Update benchmarks.yml

juliagmt-google · web-flow · commit f772be5feba5 · 2024-12-13T13:54:11.000-08:00
diff --git a/.github/workflows/benchmarks.yml b/.github/workflows/benchmarks.yml
@@ -16,7 +16,7 @@ on:
         - 'no'
 
 jobs:
-  gpu-jax-build-and-test:
+  jax-build-and-test:
     runs-on: linux-x86-g2-48-l4-4gpu # Use a GPU-enabled runner
     container:
       image: "gcr.io/tensorflow-testing/nosla-cuda12.3-cudnn9.1-ubuntu20.04-manylinux2014-multipython:latest"
@@ -39,13 +39,12 @@ jobs:
           pip install absl-py
           pip install "jax[cuda12_pip]"  # Adjust CUDA version if needed
           pip install google-benchmark
-
       - name: Run JAX Multiprocess GPU Test
         working-directory: jax-fork
         continue-on-error: true
         run: python -m pytest tests/multiprocess_gpu_test.py
 
-  gpu-xla-build-and-test:
+  build-xla-gpu-and-test:
     runs-on: linux-x86-g2-48-l4-4gpu # Use a GPU-enabled runner
     container:
       image: "gcr.io/tensorflow-testing/nosla-cuda12.3-cudnn9.1-ubuntu20.04-manylinux2014-multipython:latest"
@@ -58,20 +57,24 @@ jobs:
           repository: openxla/xla  # Replace with your fork if needed
           path: xla
       
-      # - name: Build XLA with GPU support with RBE
-      #   working-directory: xla
-      #   continue-on-error: true
-      #   run: bazel build --build_tag_filters=-no_oss,requires-gpu-nvidia,gpu,-rocm-only --test_tag_filters=-no_oss,requires-gpu-nvidia,gpu,-rocm-only,requires-gpu-sm75-only,requires-gpu-sm60,requires-gpu-sm70,-requires-gpu-sm80,-requires-gpu-sm80-only,-requires-gpu-sm90,-requires-gpu-sm90-only,-requires-gpu-sm100,-requires-gpu-sm100-only,-requires-gpu-amd --config=warnings --config=rbe_linux_cuda_nvcc --run_under=//tools/ci_build/gpu_build:parallel_gpu_execute --repo_env=TF_CUDA_COMPUTE_CAPABILITIES=7.5 --@cuda_driver//:enable_forward_compatibility=true --test_output=errors --verbose_failures --keep_going --nobuild_tests_only --profile=profile.json.gz --flaky_test_attempts=3 --jobs=150 --bes_upload_mode=fully_async --nobuild -- //xla/... //build_tools/... @tsl//tsl/...

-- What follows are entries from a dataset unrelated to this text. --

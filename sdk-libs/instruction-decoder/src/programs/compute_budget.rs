//! Compute Budget Program instructions, 1-byte discriminator.

use crate::{
    kind::{ComputeBudgetInstruction, InstructionKind},
    schema::*,
};

pub const INSTRUCTIONS: &[InstructionSchema] = &[
    schema!(
        Some(1),
        InstructionKind::ComputeBudget(ComputeBudgetInstruction::RequestHeapFrame),
        "Request Heap Frame",
        [number("bytes", "Bytes", FieldType::U32)],
        [],
    ),
    schema!(
        Some(2),
        InstructionKind::ComputeBudget(ComputeBudgetInstruction::SetComputeUnitLimit),
        "Set Compute Unit Limit",
        [number("units", "Units", FieldType::U32)],
        [],
    ),
    schema!(
        Some(3),
        InstructionKind::ComputeBudget(ComputeBudgetInstruction::SetComputeUnitPrice),
        "Set Compute Unit Price",
        // micro-lamports per compute unit
        [number("lamports", "Micro-lamports", FieldType::U64)],
        [],
    ),
];
use solsign_wire_reader::errors::WireReaderError;
use thiserror::Error;

#[derive(Debug, Error, PartialEq, Eq, Clone)]
pub enum OffchainMessageError {
    #[error("Invalid message: signing domain mismatch")]
    InvalidDomain,
    #[error("Invalid message: unsupported version {0}")]
    UnsupportedVersion(u8),
    #[error("Invalid message: unknown format {0}")]
    InvalidFormat(u8),
    #[error("Invalid message: declared length {declared} but {remaining} bytes follow")]
    LengthMismatch { declared: usize, remaining: usize },
    #[error("Message is not valid {0}")]
    InvalidEncoding(&'static str),
    #[error("Message is truncated: {0}")]
    Truncated(#[from] WireReaderError),
}

impl From<OffchainMessageError> for u32 {
    fn from(e: OffchainMessageError) -> u32 {
        match e {
            OffchainMessageError::InvalidDomain => 20001,
            OffchainMessageError::UnsupportedVersion(_) => 20002,
            OffchainMessageError::InvalidFormat(_) => 20003,
            OffchainMessageError::LengthMismatch { .. } => 20004,
            OffchainMessageError::InvalidEncoding(_) => 20005,
            OffchainMessageError::Truncated(e) => e.into(),
        }
    }
}
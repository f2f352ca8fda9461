//! SPL Token instructions, shared by the Token and Token-2022 programs.
//!
//! 1-byte discriminator. Optional fields carry a presence flag byte.
//! Instructions that accept a multisig authority take the signers as
//! trailing accounts.

use crate::{
    kind::{InstructionKind, TokenInstruction},
    schema::*,
};

const DEPRECATED_UNCHECKED: &str =
    "This instruction does not verify the token mint or decimals, prefer the checked variant.";

const AMOUNT: FieldSchema = number("amount", "Amount", FieldType::U64);
const CHECKED_AMOUNT: FieldSchema = field(
    "amount",
    "Amount",
    FieldType::U64,
    Presentation::TokenAmount,
);
const DECIMALS: FieldSchema = number("decimals", "Decimals", FieldType::U8);
const OWNER: AccountSchema = signer("owner", "Owner");
const TOKEN_MINT: AccountSchema = account("token_mint", "The token mint");
const RENT_SYSVAR: AccountSchema = account("rent_sysvar", "Rent sysvar");
const ACCOUNT_TO_INITIALIZE: AccountSchema =
    account("account_to_initialize", "Account to initialize");
const MINT_ACCOUNT: AccountSchema = account("mint_account", "Mint account");

pub const INSTRUCTIONS: &[InstructionSchema] = &[
    schema!(
        Some(1),
        InstructionKind::Token(TokenInstruction::InitializeAccount),
        "Initialize Account",
        [],
        [
            ACCOUNT_TO_INITIALIZE,
            MINT_ACCOUNT,
            account("owner", "Owner"),
            RENT_SYSVAR,
        ]
    ),
    schema!(
        Some(2),
        InstructionKind::Token(TokenInstruction::InitializeMultisig),
        "Initialize Multisig",
        [number("number_of_signers", "Number of signers", FieldType::U8)],
        [
            account("multisig_account", "Multisig account"),
            RENT_SYSVAR,
            account("signer_accounts", "Signer accounts"),
        ]
    ),
    schema!(
        Some(3),
        InstructionKind::Token(TokenInstruction::Transfer),
        "Transfer",
        [AMOUNT],
        [
            account("source_account", "Source account"),
            account("destination_account", "Destination account"),
            OWNER,
        ],
        multisig = true,
        deprecation = Some(DEPRECATED_UNCHECKED)
    ),
    schema!(
        Some(4),
        InstructionKind::Token(TokenInstruction::Approve),
        "Approve",
        [AMOUNT],
        [
            account("source_account", "Source account"),
            account("delegate_account", "Delegate account"),
            OWNER,
        ],
        multisig = true,
        deprecation = Some(DEPRECATED_UNCHECKED)
    ),
    schema!(
        Some(5),
        InstructionKind::Token(TokenInstruction::Revoke),
        "Revoke",
        [],
        [account("source_account", "Source account"), OWNER],
        multisig = true
    ),
    schema!(
        Some(6),
        InstructionKind::Token(TokenInstruction::SetAuthority),
        "Set Authority",
        [
            field(
                "authority_type",
                "Authority type",
                FieldType::AuthorityType,
                Presentation::Text,
            ),
            optional_field(
                "new_authority",
                "New authority",
                FieldType::Pubkey,
                Presentation::Pubkey,
            ),
        ],
        [
            account("mint_account", "Mint or account to change"),
            signer("current_authority", "Current authority"),
        ],
        multisig = true
    ),
    schema!(
        Some(7),
        InstructionKind::Token(TokenInstruction::MintTo),
        "Mint To",
        [AMOUNT],
        [
            account("mint", "The mint"),
            account("account_to_mint", "Account to mint tokens to"),
            signer("minting_authority", "Minting authority"),
        ],
        multisig = true,
        deprecation = Some(DEPRECATED_UNCHECKED)
    ),
    schema!(
        Some(8),
        InstructionKind::Token(TokenInstruction::Burn),
        "Burn",
        [AMOUNT],
        [
            account("account_to_burn_from", "Account to burn from"),
            TOKEN_MINT,
            OWNER,
        ],
        multisig = true,
        deprecation = Some(DEPRECATED_UNCHECKED)
    ),
    schema!(
        Some(9),
        InstructionKind::Token(TokenInstruction::CloseAccount),
        "Close Account",
        [],
        [
            account("account_to_close", "Account to close"),
            account("destination_account", "Destination account"),
            OWNER,
        ],
        multisig = true
    ),
    schema!(
        Some(10),
        InstructionKind::Token(TokenInstruction::FreezeAccount),
        "Freeze Account",
        [],
        [
            account("account_to_freeze", "Account to freeze"),
            TOKEN_MINT,
            signer("freeze_authority", "Freeze authority"),
        ],
        multisig = true
    ),
    schema!(
        Some(11),
        InstructionKind::Token(TokenInstruction::ThawAccount),
        "Thaw Account",
        [],
        [
            account("account_to_freeze", "Account to thaw"),
            TOKEN_MINT,
            signer("freeze_authority", "Freeze authority"),
        ],
        multisig = true
    ),
    schema!(
        Some(12),
        InstructionKind::Token(TokenInstruction::TransferChecked),
        "Transfer Checked",
        [CHECKED_AMOUNT, DECIMALS],
        [
            account("source_account", "Source account"),
            TOKEN_MINT,
            account("destination_account", "Destination account"),
            OWNER,
        ],
        multisig = true
    ),
    schema!(
        Some(13),
        InstructionKind::Token(TokenInstruction::ApproveChecked),
        "Approve Checked",
        [CHECKED_AMOUNT, DECIMALS],
        [
            account("source_account", "Source account"),
            TOKEN_MINT,
            account("delegate", "The delegate"),
            OWNER,
        ],
        multisig = true
    ),
    schema!(
        Some(14),
        InstructionKind::Token(TokenInstruction::MintToChecked),
        "Mint To Checked",
        [CHECKED_AMOUNT, DECIMALS],
        [
            account("mint", "The mint"),
            account("account_to_mint", "Account to mint tokens to"),
            signer("minting_authority", "Minting authority"),
        ],
        multisig = true
    ),
    schema!(
        Some(15),
        InstructionKind::Token(TokenInstruction::BurnChecked),
        "Burn Checked",
        [CHECKED_AMOUNT, DECIMALS],
        [
            account("account_to_burn_from", "Account to burn from"),
            TOKEN_MINT,
            OWNER,
        ],
        multisig = true
    ),
    schema!(
        Some(16),
        InstructionKind::Token(TokenInstruction::InitializeAccount2),
        "Initialize Account 2",
        [pubkey("owner", "Owner")],
        [ACCOUNT_TO_INITIALIZE, MINT_ACCOUNT, RENT_SYSVAR]
    ),
    schema!(
        Some(17),
        InstructionKind::Token(TokenInstruction::SyncNative),
        "Sync Native",
        [],
        [account("token_account", "Native token account")]
    ),
    schema!(
        Some(18),
        InstructionKind::Token(TokenInstruction::InitializeAccount3),
        "Initialize Account 3",
        [pubkey("owner", "Owner")],
        [ACCOUNT_TO_INITIALIZE, MINT_ACCOUNT]
    ),
    schema!(
        Some(22),
        InstructionKind::Token(TokenInstruction::InitializeImmutableOwner),
        "Initialize Immutable Owner",
        [],
        [ACCOUNT_TO_INITIALIZE]
    ),
];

+      - name: Build XLA with GPU support with RBE
+        working-directory: xla
+        continue-on-error: true
+        run: bazel build --build_tag_filters=-no_oss,requires-gpu-nvidia,gpu,-rocm-only --test_tag_filters=-no_oss,requires-gpu-nvidia,gpu,-rocm-only,requires-gpu-sm75-only,requires-gpu-sm60,requires-gpu-sm70,-requires-gpu-sm80,-requires-gpu-sm80-only,-requires-gpu-sm90,-requires-gpu-sm90-only,-requires-gpu-sm100,-requires-gpu-sm100-only,-requires-gpu-amd --config=warnings --config=rbe_linux_cuda_nvcc --run_under=//tools/ci_build/gpu_build:parallel_gpu_execute --repo_env=TF_CUDA_COMPUTE_CAPABILITIES=7.5 --@cuda_driver//:enable_forward_compatibility=true --test_output=errors --verbose_failures --keep_going --nobuild_tests_only --profile=profile.json.gz --flaky_test_attempts=3 --jobs=150 --bes_upload_mode=fully_async --nobuild -- //xla/... //build_tools/... @tsl//tsl/...
      
-      # - name: Run XLA tests with GPU support with RBE
-      #   working-directory: xla
-      #   continue-on-error: true
-      #   run: bazel test --build_tag_filters=-no_oss,requires-gpu-nvidia,gpu,-rocm-only --test_tag_filters=-no_oss,requires-gpu-nvidia,gpu,-rocm-only,requires-gpu-sm75-only,requires-gpu-sm60,requires-gpu-sm70,-requires-gpu-sm80,-requires-gpu-sm80-only,-requires-gpu-sm90,-requires-gpu-sm90-only,-requires-gpu-sm100,-requires-gpu-sm100-only,-requires-gpu-amd --config=warnings --config=rbe_linux_cuda_nvcc --run_under=//tools/ci_build/gpu_build:parallel_gpu_execute --repo_env=TF_CUDA_COMPUTE_CAPABILITIES=7.5 --@cuda_driver//:enable_forward_compatibility=true --test_output=errors --verbose_failures --keep_going --nobuild_tests_only --profile=profile.json.gz --flaky_test_attempts=3 --jobs=150 --bes_upload_mode=fully_async -- //xla/... //build_tools/... @tsl//tsl/...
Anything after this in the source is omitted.